Innocents que nous sommes, nous pensions que l'essentiel de l'art d'être un agent secret consistait en deux qualités essentielles : ne pas se faire prendre et surtout savoir "fermer sa gueule". Hélas, il n'en est rien et la lecture du livre de Mafart nous entraîne dans ce monde privilégié de petits fonctionnaires procéduriers qui jouent aux James Bond de seconde zone.

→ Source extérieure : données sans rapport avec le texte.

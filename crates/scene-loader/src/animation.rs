use std::{
    fmt::{self, Display, Formatter},
    ops::{Add, Mul},
};

use glam::Quat;

use crate::{index::AssetIndex, node::UserData};

#[derive(Debug, Clone, PartialEq, Eq)]
pub enum AnimationPath {
    Translation,
    Rotation,
    Scale,
    Weights,
    /// A property path defined by a plugin.
    Custom(String),
}

impl AnimationPath {
    pub fn from_name(name: &str) -> Self {
        match name {
            "translation" => AnimationPath::Translation,
            "rotation" => AnimationPath::Rotation,
            "scale" => AnimationPath::Scale,
            "weights" => AnimationPath::Weights,
            other => AnimationPath::Custom(other.to_string()),
        }
    }
}

impl Display for AnimationPath {
    fn fmt(&self, f: &mut Formatter<'_>) -> fmt::Result {
        match self {
            AnimationPath::Translation => write!(f, "position"),
            AnimationPath::Rotation => write!(f, "quaternion"),
            AnimationPath::Scale => write!(f, "scale"),
            AnimationPath::Weights => write!(f, "morphTargetInfluences"),
            AnimationPath::Custom(path) => Display::fmt(path, f),
        }
    }
}

#[derive(Debug, Clone, Copy, PartialEq, Eq)]
pub enum TrackValueType {
    Number,
    Vector,
    Quaternion,
}

#[derive(Debug, Clone, Copy, Default, PartialEq, Eq)]
pub enum Interpolation {
    #[default]
    Linear,
    Step,
    // in, val, out
    CubicSpline,
}

impl Interpolation {
    pub fn from_name(name: &str) -> Option<Self> {
        match name {
            "LINEAR" => Some(Interpolation::Linear),
            "STEP" => Some(Interpolation::Step),
            "CUBICSPLINE" => Some(Interpolation::CubicSpline),
            _ => None,
        }
    }

    /// Number of values stored per keyframe.
    pub fn values_per_key(self) -> usize {
        match self {
            Interpolation::CubicSpline => 3,
            _ => 1,
        }
    }
}

/// Keyframes of one animated property. Values are stored flat; with
/// cubic spline interpolation every keyframe holds three values: in-tangent,
/// value and out-tangent.
#[derive(Debug, Clone)]
pub struct KeyframeTrack {
    pub target: AssetIndex,
    pub target_name: Option<String>,
    pub path: AnimationPath,
    pub value_type: TrackValueType,
    pub interpolation: Interpolation,
    /// Number of components in one keyframe value.
    pub value_size: usize,
    pub times: Vec<f32>,
    pub values: Vec<f32>,
}

impl KeyframeTrack {
    pub fn value_size(&self) -> usize {
        self.value_size
    }

    /// Whether `values` holds a full value for every keyframe.
    pub fn is_complete(&self) -> bool {
        self.value_size > 0
            && self.values.len()
                >= self.times.len() * self.interpolation.values_per_key() * self.value_size
            && (self.value_type != TrackValueType::Quaternion || self.value_size == 4)
    }

    pub fn duration(&self) -> f32 {
        self.times.last().copied().unwrap_or(0.0)
    }

    fn slot(&self, key: usize, slot: usize) -> &[f32] {
        let size = self.value_size;
        let start = match self.interpolation {
            Interpolation::CubicSpline => (key * 3 + slot) * size,
            _ => key * size,
        };
        &self.values[start..start + size]
    }

    /// Value of keyframe `key`.
    pub fn value(&self, key: usize) -> &[f32] {
        self.slot(key, 1)
    }

    /// Samples the track. Times outside the keyframe range clamp to the
    /// first or last value. An incomplete track samples to nothing.
    pub fn sample(&self, time: f32) -> Vec<f32> {
        if self.times.is_empty() || !self.is_complete() {
            return Vec::new();
        }
        let next = self.times.partition_point(|key_time| *key_time <= time);
        let result = if next == 0 {
            self.value(0).to_vec()
        } else if next >= self.times.len() {
            self.value(self.times.len() - 1).to_vec()
        } else {
            let key = next - 1;
            let (start, end) = (self.times[key], self.times[next]);
            let td = end - start;
            let t = if td > 0.0 { (time - start) / td } else { 0.0 };
            match self.interpolation {
                Interpolation::Step => self.value(key).to_vec(),
                Interpolation::Linear => {
                    if self.value_type == TrackValueType::Quaternion {
                        let a = quat_from_slice(self.value(key));
                        let b = quat_from_slice(self.value(next));
                        return a.slerp(b, t).normalize().to_array().to_vec();
                    }
                    self.value(key)
                        .iter()
                        .zip(self.value(next))
                        .map(|(a, b)| f32::linear(*a, *b, t))
                        .collect()
                }
                Interpolation::CubicSpline => {
                    let vk = self.slot(key, 1);
                    let bk = self.slot(key, 2);
                    let vk_1 = self.slot(next, 1);
                    let ak_1 = self.slot(next, 0);
                    (0..vk.len())
                        .map(|index| {
                            f32::cubic_spline(vk[index], bk[index], vk_1[index], ak_1[index], t, td)
                        })
                        .collect()
                }
            }
        };
        if self.value_type == TrackValueType::Quaternion {
            quat_from_slice(&result).normalize().to_array().to_vec()
        } else {
            result
        }
    }
}

fn quat_from_slice(slice: &[f32]) -> Quat {
    Quat::from_xyzw(slice[0], slice[1], slice[2], slice[3])
}

#[derive(Debug, Clone)]
pub struct AnimationAsset {
    pub id: AssetIndex,
    pub name: String,
    pub tracks: Vec<KeyframeTrack>,
    pub user_data: UserData,
}

impl AnimationAsset {
    pub fn duration(&self) -> f32 {
        self.tracks
            .iter()
            .map(KeyframeTrack::duration)
            .fold(0.0, f32::max)
    }
}

pub trait Interpolate {
    fn linear(a: Self, b: Self, t: f32) -> Self;
    fn cubic_spline(vk: Self, bk: Self, vk_1: Self, ak_1: Self, t: f32, td: f32) -> Self;
}

impl<T> Interpolate for T
where
    T: Mul<f32, Output = T> + Add<T, Output = T>,
{
    fn linear(a: Self, b: Self, t: f32) -> Self {
        a * (1.0 - t) + b * t
    }

    fn cubic_spline(vk: Self, bk: Self, vk_1: Self, ak_1: Self, t: f32, td: f32) -> Self {
        let t3 = t.powi(3);
        let t2 = t.powi(2);
        let first = vk * (2.0 * t3 - 3.0 * t2 + 1.0);
        let second = bk * (td * (t3 - 2.0 * t2 + t));
        let third = vk_1 * (-2.0 * t3 + 3.0 * t2);
        let forth = ak_1 * (td * (t3 - t2));
        first + second + third + forth
    }
}

#[cfg(test)]
mod test {
    use glam::Quat;

    use crate::index::{AssetIndex, AssetKind};

    use super::*;

    fn track(
        value_type: TrackValueType,
        interpolation: Interpolation,
        times: Vec<f32>,
        values: Vec<f32>,
    ) -> KeyframeTrack {
        let value_size = values.len() / (times.len() * interpolation.values_per_key());
        KeyframeTrack {
            target: AssetIndex::new(AssetKind::Node, 0),
            target_name: None,
            path: AnimationPath::Translation,
            value_type,
            interpolation,
            value_size,
            times,
            values,
        }
    }

    #[test]
    fn test_step_holds_previous_value() {
        let track = track(
            TrackValueType::Vector,
            Interpolation::Step,
            vec![0.0, 1.0],
            vec![0.0, 0.0, 0.0, 5.0, 5.0, 5.0],
        );
        assert_eq!(track.value_size(), 3);
        assert_eq!(track.sample(0.5), vec![0.0, 0.0, 0.0]);
        assert_eq!(track.sample(1.0), vec![5.0, 5.0, 5.0]);
        assert_eq!(track.sample(-1.0), vec![0.0, 0.0, 0.0]);
        assert_eq!(track.sample(3.0), vec![5.0, 5.0, 5.0]);
    }

    #[test]
    fn test_linear_and_slerp() {
        let track = track(
            TrackValueType::Number,
            Interpolation::Linear,
            vec![0.0, 2.0],
            vec![0.0, 4.0],
        );
        assert_eq!(track.sample(0.5), vec![1.0]);

        let end = Quat::from_rotation_z(std::f32::consts::FRAC_PI_2);
        let rotation = super::KeyframeTrack {
            path: AnimationPath::Rotation,
            ..track_quat(Interpolation::Linear, end)
        };
        let halfway = quat_from_slice(&rotation.sample(0.5));
        let expected = Quat::from_rotation_z(std::f32::consts::FRAC_PI_4);
        assert!(halfway.abs_diff_eq(expected, 1e-5));
    }

    fn track_quat(interpolation: Interpolation, end: Quat) -> KeyframeTrack {
        let mut values = Vec::new();
        values.extend_from_slice(&Quat::IDENTITY.to_array());
        values.extend_from_slice(&end.to_array());
        track(TrackValueType::Quaternion, interpolation, vec![0.0, 1.0], values)
    }

    #[test]
    fn test_cubic_spline_rotation_endpoints() {
        // Unnormalized spline vertices with nonzero tangents.
        let first = [0.0, 0.0, 0.0, 2.0];
        let last = [0.0, 0.0, 3.0, 3.0];
        let tangent = [0.1, 0.2, 0.3, 0.4];
        let mut values = Vec::new();
        for vertex in [first, last] {
            values.extend_from_slice(&tangent);
            values.extend_from_slice(&vertex);
            values.extend_from_slice(&tangent);
        }
        let track = track(
            TrackValueType::Quaternion,
            Interpolation::CubicSpline,
            vec![0.0, 1.0],
            values,
        );
        assert_eq!(track.value_size(), 4);

        let start = quat_from_slice(&track.sample(0.0));
        assert!(start.abs_diff_eq(quat_from_slice(&first).normalize(), 1e-6));
        let end = quat_from_slice(&track.sample(1.0));
        assert!(end.abs_diff_eq(quat_from_slice(&last).normalize(), 1e-6));
        let middle = quat_from_slice(&track.sample(0.5));
        assert!((middle.length() - 1.0).abs() < 1e-5);
    }

    #[test]
    fn test_incomplete_track_samples_nothing() {
        let mut rotation = track(
            TrackValueType::Quaternion,
            Interpolation::Linear,
            vec![0.0, 1.0],
            vec![0.0, 0.0, 0.0, 1.0, 0.0, 0.0],
        );
        rotation.value_size = 3;
        assert!(!rotation.is_complete());
        assert!(rotation.sample(0.5).is_empty());

        let mut short = track(
            TrackValueType::Vector,
            Interpolation::Linear,
            vec![0.0, 1.0],
            vec![0.0, 0.0, 0.0, 1.0, 1.0, 1.0],
        );
        short.values.truncate(4);
        assert!(short.sample(1.0).is_empty());
    }

    #[test]
    fn test_cubic_spline_hermite() {
        // p(t) = 3t^2 - 2t^3 between 0 and 1 with flat tangents.
        let value = f32::cubic_spline(0.0, 0.0, 1.0, 0.0, 0.5, 1.0);
        assert!((value - 0.5).abs() < 1e-6);
        let value = f32::cubic_spline(0.0, 0.0, 1.0, 0.0, 0.25, 1.0);
        assert!((value - 0.15625).abs() < 1e-6);
    }
}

Des années d'entraînement pour rien financées par nous, les contribuables, puisque Mafart et Prieur nous ont montré toute l'étendue de leur nullité voici 14 ans en Nouvelle-Zélande.

Minables mensonges

Un "espion doit savoir mentir", et ça, oui, il sait le faire : « Pour cette mission (Š) Contrairement à de discrètes insinuations qui avaient suinté à l'époque, nous n'avions pas à conserver les fameuses P.J. (pièces justificatives) qui sont le fardeau bureaucratique des opérations usuelles. Donc, quand nous avons été arrêtés, la police n'a rien découvert sur nous, si ce n'est un portefeuille bien garni, qui ne sera saisi que lorsque nous serons inculpés. » Mensonge éhonté, puisque c'est grâce à ces notes de frais, certaines desquelles nos "espions" avaient falsifié en ajoutant un zéro pour gonfler les remboursements, que la police néo-zélandaise a pu de suite reconstituer l'itinéraire des "Turenge". Et s'ils avaient un "portefeuille bien garni", pourquoi n'ont-ils pu poster la caution de 2000 dollars N.Z. ?

Second mensonge : « Nous pensons abandonner le camping-car. Mais à la réflexion, cette décision pourrait se révéler néfaste : si nous sommes recherchés, nous serons attendus à l'aéroport. (Š) Donc, nous ne pouvons courir le risque d'être ennuyés pour une banale grivèlerie, que les policiers mettraient à profit pour nous retenir et nous faire rater l'avion. Et de toute manière, s'ils nous attendent déjà chez notre loueur, ils sont aussi à l'aéroport. Nous n'avons pas le choix, il faut y aller... L'arrivée à l'agence de location se passe bien. Une jeune femme commence à traiter aimablement notre dossier. Mais au bout de quelques instants, elle se fige et quitte soudainement sa place en bredouillant quelques mots. Elle s'éclipse dans un bureau et revient, pâle comme un linge, s'occuper tant bien que mal de nous (Š) Le numéro du camping-car a bien été noté et fourni à la police. Le suspense ne dure pas : quelques minutes après, crissement de pneus, claquements de portières, un petit groupe de policiers, en civil et en uniforme, envahit en trombe l'agence. »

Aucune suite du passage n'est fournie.